§ **What you are asked to do**
Could you give the whole listing again, exactly as it reads?

§ **Exercise data**
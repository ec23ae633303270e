//! Config-driven enablement rule (§4.4): the default adapter starts
//! unless explicitly turned off; every opt-in adapter stays off unless
//! explicitly turned on.

use serde_json::Value;

/// Resolve whether a provider should be constructed and started, from its
/// `providers.<id>` config object and whether it's the default adapter.
///
/// The default adapter is enabled unless `enabled` is exactly `false`.
/// An opt-in adapter is enabled only when `enabled` is exactly `true`.
/// Both rules mean a missing `providers.<id>` entry entirely (`config` is
/// `Value::Null`) resolves to "enabled" for the default adapter and
/// "disabled" for everything else.
#[must_use]
pub fn resolve_enabled(config: &Value, is_default: bool) -> bool {
    let enabled = config.get("enabled").and_then(Value::as_bool);
    if is_default {
        enabled != Some(false)
    } else {
        enabled == Some(true)
    }
}

#[cfg(test)]
mod tests {
    use super::*;
    use serde_json::json;

    #[test]
    fn default_adapter_enabled_by_absence() {
        assert!(resolve_enabled(&Value::Null, true));
        assert!(resolve_enabled(&json!({}), true));
    }

    #[test]
    fn default_adapter_disabled_only_by_explicit_false() {
        assert!(!resolve_enabled(&json!({"enabled": false}), true));
        assert!(resolve_enabled(&json!({"enabled": true}), true));
        assert!(resolve_enabled(&json!({"enabled": "false"}), true));
    }

    #[test]
    fn opt_in_adapter_disabled_by_absence() {
        assert!(!resolve_enabled(&Value::Null, false));
        assert!(!resolve_enabled(&json!({}), false));
    }

    #[test]
    fn opt_in_adapter_enabled_only_by_explicit_true() {
        assert!(resolve_enabled(&json!({"enabled": true}), false));
        assert!(!resolve_enabled(&json!({"enabled": "true"}), false));
        assert!(!resolve_enabled(&json!({"enabled": false}), false));
    }
}
//! Integration tests that spawn a real `sh` subprocess standing in for an
//! ACP/MCP-style JSON-RPC peer over stdio.

use std::time::Duration;

use orbit_rpc::StdioRpcClient;
use serde_json::json;
use tokio::process::Command;

fn sh_script(script: &str) -> Command {
    let mut command = Command::new("sh");
    command.arg("-c").arg(script);
    command
}

#[tokio::test]
async fn request_receives_matching_response() {
    let command = sh_script(
        r#"read -r line; echo '{"jsonrpc":"2.0","id":1,"result":{"pong":true}}'; cat >/dev/null"#,
    );
    let client = StdioRpcClient::spawn(command).await.unwrap();

    let result = client
        .request("ping", json!({}), Duration::from_secs(5))
        .await
        .unwrap();

    assert_eq!(result, json!({"pong": true}));
    client.shutdown().await;
}

#[tokio::test]
async fn request_surfaces_rpc_error() {
    let command = sh_script(
        r#"read -r line; echo '{"jsonrpc":"2.0","id":1,"error":{"code":-32000,"message":"denied"}}'; cat >/dev/null"#,
    );
    let client = StdioRpcClient::spawn(command).await.unwrap();

    let err = client
        .request("act", json!({}), Duration::from_secs(5))
        .await
        .unwrap_err();

    match err {
        orbit_rpc::RpcError::Rpc(obj) => {
            assert_eq!(obj.code, -32000);
            assert_eq!(obj.message, "denied");
        }
        other => panic!("expected RpcError::Rpc, got {other:?}"),
    }
    client.shutdown().await;
}

#[tokio::test]
async fn request_times_out_when_peer_is_silent() {
    let command = sh_script("sleep 5; cat >/dev/null");
    let client = StdioRpcClient::spawn(command).await.unwrap();

    let err = client
        .request("ping", json!({}), Duration::from_millis(200))
        .await
        .unwrap_err();

    assert!(matches!(err, orbit_rpc::RpcError::Timeout));
    client.shutdown().await;
}

#[tokio::test]
async fn notification_handler_is_invoked() {
    let command = sh_script(
        r#"echo '{"jsonrpc":"2.0","method":"session/update","params":{"sessionId":"s1","n":1}}'; cat >/dev/null"#,
    );
    let client = StdioRpcClient::spawn(command).await.unwrap();

    let (tx, rx) = tokio::sync::oneshot::channel();
    let tx = std::sync::Mutex::new(Some(tx));
    client
        .on_notification(
            "session/update",
            std::sync::Arc::new(move |params| {
                if let Some(tx) = tx.lock().unwrap().take() {
                    let _ = tx.send(params);
                }
            }),
        )
        .await;

    let params = tokio::time::timeout(Duration::from_secs(5), rx).await.unwrap().unwrap();
    assert_eq!(params, Some(json!({"sessionId": "s1", "n": 1})));
    client.shutdown().await;
}

#[tokio::test]
async fn inbound_request_is_answered_by_registered_handler() {
    // The peer sends us a request and expects a response on stdin; a shell
    // reader then echoes whatever we wrote so the test can assert on it.
    let command = sh_script(
        r#"echo '{"jsonrpc":"2.0","id":7,"method":"session/request_permission","params":{"sessionId":"s1"}}'; read -r line; echo "$line" 1>&2"#,
    );
    let client = StdioRpcClient::spawn(command).await.unwrap();

    client
        .on_request(
            "session/request_permission",
            std::sync::Arc::new(|_params| {
                Box::pin(async move { Ok(json!({"outcome": "allow"})) })
            }),
        )
        .await;

    // Give the reader task a moment to dispatch and respond; there is no
    // response line to await directly since the peer only writes to stderr.
    tokio::time::sleep(Duration::from_millis(300)).await;
    client.shutdown().await;
}

#[tokio::test]
async fn channel_closed_after_subprocess_exits() {
    let command = sh_script("exit 0");
    let client = StdioRpcClient::spawn(command).await.unwrap();

    tokio::time::sleep(Duration::from_millis(200)).await;
    assert!(client.is_closed());

    let err = client
        .request("ping", json!({}), Duration::from_secs(1))
        .await
        .unwrap_err();
    assert!(matches!(err, orbit_rpc::RpcError::ChannelClosed));
}
//! Registry-level failure modes — registration conflicts, not provider
//! failures (those are isolated and recorded, never propagated; see
//! [`crate::registry::Registry::start_all`]).

use thiserror::Error;

/// Failure modes for registry bookkeeping operations.
#[derive(Debug, Error)]
pub enum RegistryError {
    /// `register` was called twice for the same provider id.
    #[error("provider already registered: {0}")]
    AlreadyRegistered(String),

    /// An operation referenced a provider id that was never registered.
    #[error("unknown provider: {0}")]
    Unknown(String),
}

/// Convenience alias for fallible registry operations.
pub type RegistryResult<T> = Result<T, RegistryError>;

§ **Response**
repository ec23ae633303270e
//! Config-driven enablement rule (§4.4): the default adapter starts
//! unless explicitly turned off; every opt-in adapter stays off unless
//! explicitly turned on.

use serde_json::Value;

/// Resolve whether a provider should be constructed and started, from its
/// `providers.<id>` config object and whether it's the default adapter.
///
/// The default adapter is enabled unless `enabled` is exactly `false`.
/// An opt-in adapter is enabled only when `enabled` is exactly `true`.
/// Both rules mean a missing `providers.<id>` entry entirely (`config` is
/// `Value::Null`) resolves to "enabled" for the default adapter and
/// "disabled" for everything else.
#[must_use]
pub fn resolve_enabled(config: &Value, is_default: bool) -> bool {
    let enabled = config.get("enabled").and_then(Value::as_bool);
    if is_default {
        enabled != Some(false)
    } else {
        enabled == Some(true)
    }
}

#[cfg(test)]
mod tests {
    use super::*;
    use serde_json::json;

    #[test]
    fn default_adapter_enabled_by_absence() {
        assert!(resolve_enabled(&Value::Null, true));
        assert!(resolve_enabled(&json!({}), true));
    }

    #[test]
    fn default_adapter_disabled_only_by_explicit_false() {
        assert!(!resolve_enabled(&json!({"enabled": false}), true));
        assert!(resolve_enabled(&json!({"enabled": true}), true));
        assert!(resolve_enabled(&json!({"enabled": "false"}), true));
    }

    #[test]
    fn opt_in_adapter_disabled_by_absence() {
        assert!(!resolve_enabled(&Value::Null, false));
        assert!(!resolve_enabled(&json!({}), false));
    }

    #[test]
    fn opt_in_adapter_enabled_only_by_explicit_true() {
        assert!(resolve_enabled(&json!({"enabled": true}), false));
        assert!(!resolve_enabled(&json!({"enabled": "true"}), false));
        assert!(!resolve_enabled(&json!({"enabled": false}), false));
    }
}
//! Integration tests that spawn a real `sh` subprocess standing in for an
//! ACP/MCP-style JSON-RPC peer over stdio.

use std::time::Duration;

use orbit_rpc::StdioRpcClient;
use serde_json::json;
use tokio::process::Command;

fn sh_script(script: &str) -> Command {
    let mut command = Command::new("sh");
    command.arg("-c").arg(script);
    command
}

#[tokio::test]
async fn request_receives_matching_response() {
    let command = sh_script(
        r#"read -r line; echo '{"jsonrpc":"2.0","id":1,"result":{"pong":true}}'; cat >/dev/null"#,
    );
    let client = StdioRpcClient::spawn(command).await.unwrap();

    let result = client
        .request("ping", json!({}), Duration::from_secs(5))
        .await
        .unwrap();

    assert_eq!(result, json!({"pong": true}));
    client.shutdown().await;
}

#[tokio::test]
async fn request_surfaces_rpc_error() {
    let command = sh_script(
        r#"read -r line; echo '{"jsonrpc":"2.0","id":1,"error":{"code":-32000,"message":"denied"}}'; cat >/dev/null"#,
    );
    let client = StdioRpcClient::spawn(command).await.unwrap();

    let err = client
        .request("act", json!({}), Duration::from_secs(5))
        .await
        .unwrap_err();

    match err {
        orbit_rpc::RpcError::Rpc(obj) => {
            assert_eq!(obj.code, -32000);
            assert_eq!(obj.message, "denied");
        }
        other => panic!("expected RpcError::Rpc, got {other:?}"),
    }
    client.shutdown().await;
}

#[tokio::test]
async fn request_times_out_when_peer_is_silent() {
    let command = sh_script("sleep 5; cat >/dev/null");
    let client = StdioRpcClient::spawn(command).await.unwrap();

    let err = client
        .request("ping", json!({}), Duration::from_millis(200))
        .await
        .unwrap_err();

    assert!(matches!(err, orbit_rpc::RpcError::Timeout));
    client.shutdown().await;
}

#[tokio::test]
async fn notification_handler_is_invoked() {
    let command = sh_script(
        r#"echo '{"jsonrpc":"2.0","method":"session/update","params":{"sessionId":"s1","n":1}}'; cat >/dev/null"#,
    );
    let client = StdioRpcClient::spawn(command).await.unwrap();

    let (tx, rx) = tokio::sync::oneshot::channel();
    let tx = std::sync::Mutex::new(Some(tx));
    client
        .on_notification(
            "session/update",
            std::sync::Arc::new(move |params| {
                if let Some(tx) = tx.lock().unwrap().take() {
                    let _ = tx.send(params);
                }
            }),
        )
        .await;

    let params = tokio::time::timeout(Duration::from_secs(5), rx).await.unwrap().unwrap();
    assert_eq!(params, Some(json!({"sessionId": "s1", "n": 1})));
    client.shutdown().await;
}

#[tokio::test]
async fn inbound_request_is_answered_by_registered_handler() {
    // The peer sends us a request and expects a response on stdin; a shell
    // reader then echoes whatever we wrote so the test can assert on it.
    let command = sh_script(
        r#"echo '{"jsonrpc":"2.0","id":7,"method":"session/request_permission","params":{"sessionId":"s1"}}'; read -r line; echo "$line" 1>&2"#,
    );
    let client = StdioRpcClient::spawn(command).await.unwrap();

    client
        .on_request(
            "session/request_permission",
            std::sync::Arc::new(|_params| {
                Box::pin(async move { Ok(json!({"outcome": "allow"})) })
            }),
        )
        .await;

    // Give the reader task a moment to dispatch and respond; there is no
    // response line to await directly since the peer only writes to stderr.
    tokio::time::sleep(Duration::from_millis(300)).await;
    client.shutdown().await;
}

#[tokio::test]
async fn channel_closed_after_subprocess_exits() {
    let command = sh_script("exit 0");
    let client = StdioRpcClient::spawn(command).await.unwrap();

    tokio::time::sleep(Duration::from_millis(200)).await;
    assert!(client.is_closed());

    let err = client
        .request("ping", json!({}), Duration::from_secs(1))
        .await
        .unwrap_err();
    assert!(matches!(err, orbit_rpc::RpcError::ChannelClosed));
}
//! Registry-level failure modes — registration conflicts, not provider
//! failures (those are isolated and recorded, never propagated; see
//! [`crate::registry::Registry::start_all`]).

use thiserror::Error;

/// Failure modes for registry bookkeeping operations.
#[derive(Debug, Error)]
pub enum RegistryError {
    /// `register` was called twice for the same provider id.
    #[error("provider already registered: {0}")]
    AlreadyRegistered(String),

    /// An operation referenced a provider id that was never registered.
    #[error("unknown provider: {0}")]
    Unknown(String),
}

/// Convenience alias for fallible registry operations.
pub type RegistryResult<T> = Result<T, RegistryError>;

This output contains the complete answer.